* **BRIEF**: Look through the data that follows and work out how many lines contain the string "shipping". Nothing but that number should be given.

---- DATA SUPPLIED

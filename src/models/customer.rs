//! Customer attributes that affect shipping.
//!
//! This module defines the Region and CustomerTier enums. Neither affects
//! the item subtotal; both feed into the shipping fee.

use serde::{Deserialize, Serialize};

/// The delivery region of the customer.
///
/// Each region maps to a fixed shipping multiplier held in the pricing
/// configuration.
#[derive(Debug, Clone, Copy, PartialEq, Eq, Hash, Serialize, Deserialize)]
#[serde(rename_all = "snake_case")]
pub enum Region {
    /// Southeast region (multiplier 1.00).
    Southeast,
    /// South region (multiplier 1.05).
    South,
    /// Northeast region (multiplier 1.10).
    Northeast,
    /// Central-West region (multiplier 1.20).
    CentralWest,
    /// North region (multiplier 1.30).
    North,
}

impl Region {
    /// Every region, in ascending multiplier order of the standard configuration.
    pub const ALL: [Region; 5] = [
        Region::Southeast,
        Region::South,
        Region::Northeast,
        Region::CentralWest,
        Region::North,
    ];

    /// Returns the snake_case name used in serialized output and audit steps.
    pub fn as_str(&self) -> &'static str {
        match self {
            Region::Southeast => "southeast",
            Region::South => "south",
            Region::Northeast => "northeast",
            Region::CentralWest => "central_west",
            Region::North => "north",
        }
    }
}

/// The loyalty tier of the customer.
#[derive(Debug, Clone, Copy, PartialEq, Eq, Hash, Serialize, Deserialize)]
#[serde(rename_all = "snake_case")]
pub enum CustomerTier {
    /// Pays full shipping.
    Bronze,
    /// Pays half shipping.
    Silver,
    /// Ships for free.
    Gold,
}

impl CustomerTier {
    /// Every tier.
    pub const ALL: [CustomerTier; 3] = [CustomerTier::Bronze, CustomerTier::Silver, CustomerTier::Gold];

    /// Returns the snake_case name used in serialized output and audit steps.
    pub fn as_str(&self) -> &'static str {
        match self {
            CustomerTier::Bronze => "bronze",
            CustomerTier::Silver => "silver",
            CustomerTier::Gold => "gold",
        }
    }
}

#[cfg(test)]
mod tests {
    use super::*;

    #[test]
    fn test_region_serialization() {
        let json = serde_json::to_string(&Region::CentralWest).unwrap();
        assert_eq!(json, "\"central_west\"");

        let region: Region = serde_json::from_str("\"northeast\"").unwrap();
        assert_eq!(region, Region::Northeast);
    }

    #[test]
    fn test_unknown_region_is_rejected() {
        let result: Result<Region, _> = serde_json::from_str("\"midwest\"");
        assert!(result.is_err());
    }

    #[test]
    fn test_tier_serialization() {
        let json = serde_json::to_string(&CustomerTier::Silver).unwrap();
        assert_eq!(json, "\"silver\"");

        let tier: CustomerTier = serde_json::from_str("\"gold\"").unwrap();
        assert_eq!(tier, CustomerTier::Gold);
    }

    #[test]
    fn test_as_str_matches_serde_names() {
        for region in Region::ALL {
            let json = serde_json::to_string(&region).unwrap();
            assert_eq!(json, format!("\"{}\"", region.as_str()));
        }
        for tier in CustomerTier::ALL {
            let json = serde_json::to_string(&tier).unwrap();
            assert_eq!(json, format!("\"{}\"", tier.as_str()));
        }
    }
}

--------

* **ANSWER TO THIS TASK**: 5